Schlusslichter auf der Liste der Top-Gehälter: Italien und Nordeuropa

Weniger Gehalt als die deutschen CEOs bekommen im Schnitt die Kollegen in Frankreich (4,2 Millionen Euro), die Benelux-Staaten (3,3 Millionen Euro) und Italien (3,2). Schlussllicht im Vergleich sind die Top-Manager der nordeuropäischen Länder, sie erhielten 2015 im Schnitt 2,1 Millionen Euro.
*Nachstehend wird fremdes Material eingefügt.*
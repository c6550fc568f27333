use log::LevelFilter;
use std::{
    fs::File,
    io::{self, BufWriter, Write},
    path::PathBuf,
    str::FromStr,
    time::Instant,
};
use structopt::StructOpt;

use flownet::{
    experiments::{
        average_time_experiment, bipartite_reduction_experiment, write_results,
        ExperimentConfig, ExperimentRow, GraphModel,
    },
    FlowAlgorithm,
};
use rand::{rngs::StdRng, SeedableRng};

#[derive(Clone, Copy, Debug)]
enum ModelKind {
    ErdosRenyi,
    BarabasiAlbert,
}

impl FromStr for ModelKind {
    type Err = String;

    fn from_str(s: &str) -> Result<Self, Self::Err> {
        match s {
            "erdos-renyi" | "er" => Ok(ModelKind::ErdosRenyi),
            "barabasi-albert" | "ba" => Ok(ModelKind::BarabasiAlbert),
            _ => Err(format!(
                "unknown graph model '{}', expected 'erdos-renyi' or 'barabasi-albert'",
                s
            )),
        }
    }
}

#[derive(StructOpt)]
enum Experiment {
    /// Average max-flow time on random graphs, from vertex 0 to the last one
    Flow {
        #[structopt(long, default_value = "erdos-renyi")]
        model: ModelKind,

        /// Edge probability (Erdős–Rényi) or edges per new vertex (Barabási–Albert)
        #[structopt(long, default_value = "0.1")]
        param: f64,

        #[structopt(long, default_value = "30")]
        max_capacity: u64,
    },
    /// Average matching time on random bipartite graphs
    Bipartite {
        #[structopt(long, default_value = "0.1")]
        probability: f64,
    },
}

#[derive(StructOpt)]
struct Args {
    #[structopt(subcommand)]
    experiment: Experiment,

    #[structopt(short, long, default_value = "dinitz")]
    algorithm: FlowAlgorithm,

    #[structopt(long, default_value = "100")]
    max_size: usize,

    #[structopt(long, default_value = "5")]
    step: usize,

    #[structopt(short, long, default_value = "100")]
    trials: usize,

    #[structopt(short, long, default_value = "0")]
    seed: u64,

    /// CSV output, stdout if missing
    #[structopt(short, long)]
    output: Option<PathBuf>,

    #[structopt(short, long)]
    verbose: bool,
}

// Mimalloc allocator
#[global_allocator]
static GLOBAL: mimalloc::MiMalloc = mimalloc::MiMalloc;

fn init_logger(verbose: bool) {
    let start = Instant::now();
    let level = if verbose || cfg!(feature = "verbose") {
        LevelFilter::Debug
    } else {
        LevelFilter::Warn
    };

    env_logger::Builder::new()
        .filter_level(level)
        .parse_default_env()
        .format(move |buf, record| {
            writeln!(
                buf,
                "{:.2?} {} - {}",
                start.elapsed(),
                record.level(),
                record.args()
            )
        })
        .init();
}

fn write_output(output: Option<&PathBuf>, rows: &[ExperimentRow]) -> io::Result<()> {
    match output {
        Some(path) => {
            let mut output_file = BufWriter::new(File::create(path)?);
            write_results(&mut output_file, rows)?;
            output_file.flush()
        }
        None => write_results(&mut io::stdout().lock(), rows),
    }
}

fn main() {
    let args = Args::from_args();
    init_logger(args.verbose);

    let mut rng = StdRng::seed_from_u64(args.seed);
    let mut config = ExperimentConfig {
        algorithm: args.algorithm,
        max_size: args.max_size,
        step: args.step,
        trials: args.trials,
        ..ExperimentConfig::default()
    };

    let rows = match args.experiment {
        Experiment::Flow {
            model,
            param,
            max_capacity,
        } => {
            let model = match model {
                ModelKind::ErdosRenyi => GraphModel::ErdosRenyi { p: param },
                ModelKind::BarabasiAlbert => GraphModel::BarabasiAlbert {
                    m: param.max(1.0) as usize,
                },
            };
            config.max_capacity = max_capacity;
            log::info!("Running {:?} with {:?}", model, config.algorithm);
            average_time_experiment(&mut rng, model, &config)
        }
        Experiment::Bipartite { probability } => {
            log::info!(
                "Running bipartite reduction with p = {} and {:?}",
                probability,
                config.algorithm
            );
            bipartite_reduction_experiment(&mut rng, probability, &config)
        }
    };

    if let Err(err) = write_output(args.output.as_ref(), &rows) {
        log::error!("Cannot write results: {}", err);
        std::process::exit(1);
    }
}
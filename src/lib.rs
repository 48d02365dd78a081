//! Similarity recommendation core for catalog items.
//!
//! This crate implements the three subsystems behind visual similarity
//! recommendations and personalized ranking:
//!
//! - [`vector`] - exact cosine-similarity search over normalized item
//!   embeddings, with a stable external-id to internal-slot mapping and
//!   snapshot persistence
//! - [`cache`] - a bounded LRU + TTL table memoizing expensive inference
//!   results keyed by content hash
//! - [`ranking`] - per-user preference vectors learned from interactions,
//!   blended into candidate re-ranking
//!
//! The embedding model, HTTP surface, and relational persistence are
//! external collaborators. The core consumes them through the seams in
//! [`embedding`] (vector producer, content hash) and [`storage`]
//! (durable byte blobs), so the surrounding service decides the model
//! and the storage backend.
//!
//! # Typical flow
//!
//! A request handler hashes uploaded image bytes, consults the cache for
//! an embedding, computes and caches one on miss, inserts it into the
//! shared vector index, and serves neighbor queries from the index -
//! optionally re-ranked per user by the ranking engine.

pub mod cache;
pub mod config;
pub mod embedding;
pub mod ranking;
pub mod storage;
pub mod vector;

// Explicit exports for better API clarity
pub use cache::{CacheStats, InferenceCache};
pub use config::Settings;
pub use embedding::{EmbeddingGenerator, content_hash};
pub use ranking::{Candidate, RankingEngine, RankingError};
pub use storage::{BlobStore, FsBlobStore, StorageError};
pub use vector::{
    SearchHit, SharedVectorIndex, VectorDimension, VectorError, VectorIndex,
    VECTOR_DIMENSION_512,
};
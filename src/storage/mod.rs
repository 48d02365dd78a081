//! Durable storage capabilities for the recommendation core.

mod blob;

pub use blob::{BlobStore, FsBlobStore, StorageError};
Unterschiedlich ist allerdings auch die Zusammmensetzung der Gehällter in den verschiedenen Ländern: Der Anteil der fixen Vergütung ist in Ländern wie der Schweiz am niedrigsten, obwohl dort die höchste Gesamtdirektvergütung bezahlt wird. Hohe Gesamtdirektvergütungen bestehen in der Regel zu mindestens zwei Dritteln aus variablen Bestandteilen. Der Anteil der gewährten Long-Term-Incentive-Pläne (LTI) ist mit 47 Prozent in Großbritannien am höchsten. Die durchschnittliche Vergütungsstruktur im Dax entspricht mit Blick auf die mehrjährigen Vergütungselemente dem europäischen Schnitt.
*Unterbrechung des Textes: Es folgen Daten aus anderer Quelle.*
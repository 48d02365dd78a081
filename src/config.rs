//! Configuration module for the recommendation core.
//!
//! This module provides a layered configuration system that supports:
//! - Default values
//! - TOML configuration file
//! - Environment variable overrides
//!
//! # Environment Variables
//!
//! Environment variables must be prefixed with `STYLERANK_` and use double
//! underscores to separate nested levels:
//! - `STYLERANK_INDEX__DIMENSION=384` sets `index.dimension`
//! - `STYLERANK_CACHE__MAX_SIZE=1000` sets `cache.max_size`
//! - `STYLERANK_RANKING__DEFAULT_ALPHA=0.5` sets `ranking.default_alpha`

use figment::{
    Figment,
    providers::{Env, Format, Serialized, Toml},
};
use serde::{Deserialize, Serialize};
use std::path::PathBuf;

#[derive(Debug, Deserialize, Serialize, Clone)]
pub struct Settings {
    /// Version of the configuration schema
    #[serde(default = "default_version")]
    pub version: u32,

    /// Directory where index snapshots are stored
    #[serde(default = "default_data_dir")]
    pub data_dir: PathBuf,

    /// Global debug mode
    #[serde(default = "default_false")]
    pub debug: bool,

    /// Vector index configuration
    #[serde(default)]
    pub index: IndexConfig,

    /// Inference cache configuration
    #[serde(default)]
    pub cache: CacheConfig,

    /// Personalization configuration
    #[serde(default)]
    pub ranking: RankingConfig,
}

#[derive(Debug, Deserialize, Serialize, Clone)]
pub struct IndexConfig {
    /// Embedding dimension all stored vectors must match
    #[serde(default = "default_dimension")]
    pub dimension: usize,
}

#[derive(Debug, Deserialize, Serialize, Clone)]
pub struct CacheConfig {
    /// Maximum number of cached inference results
    #[serde(default = "default_cache_max_size")]
    pub max_size: usize,

    /// Seconds an entry stays valid after its last write
    #[serde(default = "default_cache_ttl")]
    pub ttl_seconds: u64,
}

#[derive(Debug, Deserialize, Serialize, Clone)]
pub struct RankingConfig {
    /// Weight of the original retrieval score when blending
    #[serde(default = "default_alpha")]
    pub default_alpha: f32,

    /// Interaction strength used when the caller does not supply one
    #[serde(default = "default_weight")]
    pub default_weight: f32,
}

fn default_version() -> u32 {
    1
}

fn default_data_dir() -> PathBuf {
    PathBuf::from(".stylerank/index")
}

fn default_false() -> bool {
    false
}

fn default_dimension() -> usize {
    crate::vector::VECTOR_DIMENSION_512
}

fn default_cache_max_size() -> usize {
    500
}

fn default_cache_ttl() -> u64 {
    3600
}

fn default_alpha() -> f32 {
    0.7
}

fn default_weight() -> f32 {
    0.5
}

impl Default for Settings {
    fn default() -> Self {
        Self {
            version: default_version(),
            data_dir: default_data_dir(),
            debug: default_false(),
            index: IndexConfig::default(),
            cache: CacheConfig::default(),
            ranking: RankingConfig::default(),
        }
    }
}

impl Default for IndexConfig {
    fn default() -> Self {
        Self {
            dimension: default_dimension(),
        }
    }
}

impl Default for CacheConfig {
    fn default() -> Self {
        Self {
            max_size: default_cache_max_size(),
            ttl_seconds: default_cache_ttl(),
        }
    }
}

impl Default for RankingConfig {
    fn default() -> Self {
        Self {
            default_alpha: default_alpha(),
            default_weight: default_weight(),
        }
    }
}

impl Settings {
    /// Load configuration from all sources
    pub fn load() -> Result<Self, Box<figment::Error>> {
        Self::load_from("stylerank.toml")
    }

    /// Load configuration from a specific TOML file path
    pub fn load_from(path: impl AsRef<std::path::Path>) -> Result<Self, Box<figment::Error>> {
        Figment::new()
            // Start with defaults
            .merge(Serialized::defaults(Settings::default()))
            // Layer in config file if it exists
            .merge(Toml::file(path))
            // Layer in environment variables with STYLERANK_ prefix
            // Double underscore (__) separates nested levels
            .merge(Env::prefixed("STYLERANK_").map(|key| {
                key.as_str()
                    .to_lowercase()
                    .replace("__", ".")
                    .into()
            }))
            .extract()
            .map_err(Box::new)
    }
}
Weniger Boni bei Dax-Unternehmen führt zu Trend zur nachhaltigeren Vergütung

Bei der Bemessung des Bonus stehen in Europa Gewinn- und Renditegrößen im Vordergrund. Diese werden häufig um nicht-finanzielle Leistungskennzahlen und die individuelle Leistung ergänzt. Während die Höhe der ausbezahlten Boni in den Unternehmen anderer europäischer Länderindizes entweder stabil (FTSE-100-Unternehmen) geblieben oder angestiegen (CAC 40, AEX, SLI) ist, ging sie in den Dax-Unternehmen zurück.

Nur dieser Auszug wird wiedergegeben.